Ludovic allait partout mendiant des secours contre la France. Maximilien, empereur d'Allemagne, et les Suisses lui prêtèrent enfin quelques troupes, qui, réunies aux habitants de Milan, très-las des insolences françaises, le remirent sur le trône. Mais son bonheur fut de courte durée: ces mêmes Suisses qui l'avaient secouru le vendirent[191] au maréchal de la Trémouille, et Louis XII l'envoya mourir au château de Loches.

Il serait trop long de suivre Léonard pendant cette révolution. Il paraît qu'il eut l'espoir de voir les arts fleurir de nouveau à Milan; mais, s'étant aperçu que les Français, au milieu de leurs opérations guerrières, ne voulaient que des fêtes et des intrigues avec les jolies femmes, il partit pour Florence avec son cher Salaï et son ami le géomètre Fra Paciolo.

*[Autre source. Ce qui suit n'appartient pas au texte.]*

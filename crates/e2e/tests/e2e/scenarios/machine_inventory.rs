//! Machine inventory and cluster creation scenarios

use std::path::PathBuf;

use futures::future::BoxFuture;

use elemental_e2e::{open_home, open_os_management, TopLevelMenu};
use elemental_harness::cluster::{self, ClusterSpec};
use elemental_harness::hardware::HARDWARE_LABELS;
use elemental_harness::inventory::{self, FilterCheck, Oversized};
use elemental_harness::registration;
use elemental_harness::{Result, Scenario, ScenarioCtx, Scope, Target};

fn inventory_asset(file: &str) -> PathBuf {
    PathBuf::from(env!("CARGO_MANIFEST_DIR"))
        .join("assets/machine-inventories")
        .join(file)
}

pub fn scenarios() -> Vec<Scenario> {
    vec![
        Scenario {
            name: "machine-inventory-created",
            tags: &["main"],
            run: inventory_created,
        },
        Scenario {
            name: "inventory-hardware-label-columns",
            tags: &["main"],
            run: hardware_label_columns,
        },
        Scenario {
            name: "import-machine-inventories",
            tags: &["main"],
            run: import_inventories,
        },
        Scenario {
            name: "inventory-advanced-filters",
            tags: &["main"],
            run: advanced_filters,
        },
        Scenario {
            name: "label-size-limits",
            tags: &["main"],
            run: label_size_limits,
        },
        Scenario {
            name: "create-elemental-cluster",
            tags: &["main", "upgrade"],
            run: create_cluster,
        },
        Scenario {
            name: "elemental-cluster-status",
            tags: &["main", "upgrade"],
            run: cluster_status,
        },
    ]
}

/// The machine registered through the persistent endpoint shows up as an
/// Active inventory row.
fn inventory_created(ctx: &ScenarioCtx) -> BoxFuture<'_, Result<()>> {
    Box::pin(async move {
        open_os_management(ctx).await?;
        ctx.ui.click_nav_menu(&["Inventory of Machines"]).await?;
        ctx.ui
            .expect_text(Scope::Page, "Namespace: fleet-default")
            .await?;
        ctx.ui
            .expect_text(Scope::In(Target::test_id("sortable-cell-0-0")), "Active")
            .await?;
        ctx.ui
            .expect_text(Scope::In(Target::test_id("sortable-cell-0-1")), "my-machine")
            .await
    })
}

/// The embedded hardware labels are resolved on the booted machine and
/// can be surfaced as table columns.
fn hardware_label_columns(ctx: &ScenarioCtx) -> BoxFuture<'_, Result<()>> {
    Box::pin(async move {
        open_os_management(ctx).await?;
        ctx.ui.click_nav_menu(&["Inventory of Machines"]).await?;
        ctx.ui.click(&Target::text("my-machine")).await?;
        registration::check_inventory_label(
            &ctx.ui,
            "machine-registration",
            "myInvLabel1",
            "myInvLabelValue1",
            true,
            true,
        )
        .await?;

        for (name, _) in HARDWARE_LABELS {
            ctx.ui.click_nav_menu(&["Inventory of Machines"]).await?;
            ctx.ui
                .click(&Target::css(".table-options-group > .btn > .icon"))
                .await?;
            ctx.ui.click(&Target::text(*name)).await?;
            ctx.ui.expect_text(Scope::Page, name).await?;
        }
        Ok(())
    })
}

fn import_inventories(ctx: &ScenarioCtx) -> BoxFuture<'_, Result<()>> {
    Box::pin(async move {
        open_os_management(ctx).await?;
        for name in ["test-filter-one", "test-filter-two", "shouldnotmatch"] {
            inventory::import(
                &ctx.ui,
                &inventory_asset(&format!("{name}.yaml")),
                name,
            )
            .await?;
        }
        Ok(())
    })
}

fn advanced_filters(ctx: &ScenarioCtx) -> BoxFuture<'_, Result<()>> {
    Box::pin(async move {
        open_os_management(ctx).await?;
        let checks = [
            FilterCheck::new("test-filter")
                .expect("test-filter-one", true)
                .expect("test-filter-two", true)
                .expect("shouldnotmatch", false),
            FilterCheck::new("test-filter-one")
                .expect("test-filter-one", true)
                .expect("test-filter-two", false)
                .expect("shouldnotmatch", false),
            FilterCheck::new("element=water")
                .expect("test-filter-one", false)
                .expect("test-filter-two", true)
                .expect("shouldnotmatch", false),
        ];
        for check in &checks {
            inventory::check_filter(&ctx.ui, check).await?;
        }
        Ok(())
    })
}

fn label_size_limits(ctx: &ScenarioCtx) -> BoxFuture<'_, Result<()>> {
    Box::pin(async move {
        open_os_management(ctx).await?;
        inventory::check_label_size(&ctx.ui, Oversized::Name).await?;
        open_os_management(ctx).await?;
        inventory::check_label_size(&ctx.ui, Oversized::Value).await
    })
}

fn create_cluster(ctx: &ScenarioCtx) -> BoxFuture<'_, Result<()>> {
    Box::pin(async move {
        open_os_management(ctx).await?;
        let spec = ClusterSpec::from_config(&ctx.config);
        cluster::create(&ctx.ui, &spec).await
    })
}

/// The new cluster also reports Active on the fleet Home screen.
fn cluster_status(ctx: &ScenarioCtx) -> BoxFuture<'_, Result<()>> {
    Box::pin(async move {
        open_home(ctx).await?;
        TopLevelMenu::open_if_closed(&ctx.ui).await?;
        ctx.ui.click(&Target::text("Home")).await?;
        cluster::check_status(&ctx.ui, &ctx.config.cluster_name).await?;
        TopLevelMenu::open_if_closed(&ctx.ui).await?;
        ctx.ui.click(&Target::text(&ctx.config.cluster_name)).await
    })
}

Le gonfalonier perpétuel Pierre Soderini, celui dont Machiavel a affublé l'incapacité d'une épigramme si plaisante, le fit peintre de sa maison, avec des appointements convenables[192].

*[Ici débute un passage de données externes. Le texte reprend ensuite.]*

//! chromedriver process management
//!
//! The suite normally spawns its own chromedriver on a free port and tears
//! it down when the run ends; set `E2E_WEBDRIVER_URL` to attach to an
//! endpoint managed elsewhere instead.

use std::process::{Child, Command, Stdio};
use std::time::Duration;

use tokio::time::sleep;
use tracing::{info, warn};

use crate::error::{Error, Result};

/// Handle to a running chromedriver process
#[derive(Debug)]
pub struct DriverServer {
    child: Child,
    url: String,
    port: u16,
}

impl DriverServer {
    /// Spawn chromedriver and wait for its status endpoint to come up.
    pub async fn spawn(config: DriverConfig) -> Result<Self> {
        let port = match config.port {
            Some(p) => p,
            None => find_free_port()?,
        };
        let url = format!("http://127.0.0.1:{port}");

        info!("spawning chromedriver on port {port}");

        let child = Command::new(&config.binary)
            .arg(format!("--port={port}"))
            .stdout(Stdio::null())
            .stderr(Stdio::null())
            .spawn()
            .map_err(|e| Error::DriverStartup(format!("failed to spawn {}: {e}", config.binary)))?;

        let server = DriverServer { child, url, port };
        server.wait_until_ready(config.startup_timeout).await?;

        info!("chromedriver ready at {}", server.url);
        Ok(server)
    }

    /// Poll the WebDriver status endpoint until it answers.
    async fn wait_until_ready(&self, timeout: Duration) -> Result<()> {
        let status_url = format!("{}/status", self.url);
        let client = reqwest::Client::builder()
            .timeout(Duration::from_secs(2))
            .build()?;

        let start = std::time::Instant::now();
        let mut attempts = 0;

        while start.elapsed() < timeout {
            attempts += 1;
            match client.get(&status_url).send().await {
                Ok(resp) if resp.status().is_success() => return Ok(()),
                Ok(resp) => warn!("chromedriver status returned {}", resp.status()),
                Err(e) => {
                    // Connection refused is expected while it boots.
                    if !e.is_connect() {
                        warn!("chromedriver status error: {e}");
                    }
                }
            }
            sleep(Duration::from_millis(100)).await;
        }

        Err(Error::DriverHealthCheck(attempts))
    }

    pub fn url(&self) -> &str {
        &self.url
    }

    pub fn port(&self) -> u16 {
        self.port
    }

    /// Stop the process, graceful first.
    pub fn stop(&mut self) -> Result<()> {
        info!("stopping chromedriver (pid: {})", self.child.id());

        #[cfg(unix)]
        {
            use nix::sys::signal::{kill, Signal};
            use nix::unistd::Pid;

            let pid = Pid::from_raw(self.child.id() as i32);
            if kill(pid, Signal::SIGTERM).is_ok() {
                std::thread::sleep(Duration::from_millis(300));
            }
        }

        let _ = self.child.kill();
        let _ = self.child.wait();
        Ok(())
    }
}

impl Drop for DriverServer {
    fn drop(&mut self) {
        let _ = self.stop();
    }
}

/// Configuration for spawning chromedriver
#[derive(Debug, Clone)]
pub struct DriverConfig {
    /// chromedriver binary name or path
    pub binary: String,
    /// Port to listen on (None = find a free one)
    pub port: Option<u16>,
    /// How long startup may take
    pub startup_timeout: Duration,
}

impl Default for DriverConfig {
    fn default() -> Self {
        Self {
            binary: "chromedriver".to_string(),
            port: None,
            startup_timeout: Duration::from_secs(15),
        }
    }
}

fn find_free_port() -> Result<u16> {
    use std::net::TcpListener;

    let listener = TcpListener::bind("127.0.0.1:0")?;
    Ok(listener.local_addr()?.port())
}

[189] La Cape de Salaï, le 4 avril 1497.

Brasses 4 de drap argentin, liv.154
Velours vert pour ornement9»
Bindelli»9
Maglietta, liv.»12
Façon115
Bindello pour devant»5
Punto1»

[190] A Milan, chez MM. Pallavicini.

[191] In Switzerland, believe me, there is much less liberty than people imagine. I give you my word that few places exhibit more of despotism than Z***. The government of that canton is iniquitous in a very sublime degree.... The aristocracy of Z*** raised my indignation, while I staid there. I speak not of the form of which one reads, but of facts which passed under my own eyes. Voir la conduite de B.... en 1815, L. Grey's speech. (Twed dell's Remains, page 111.)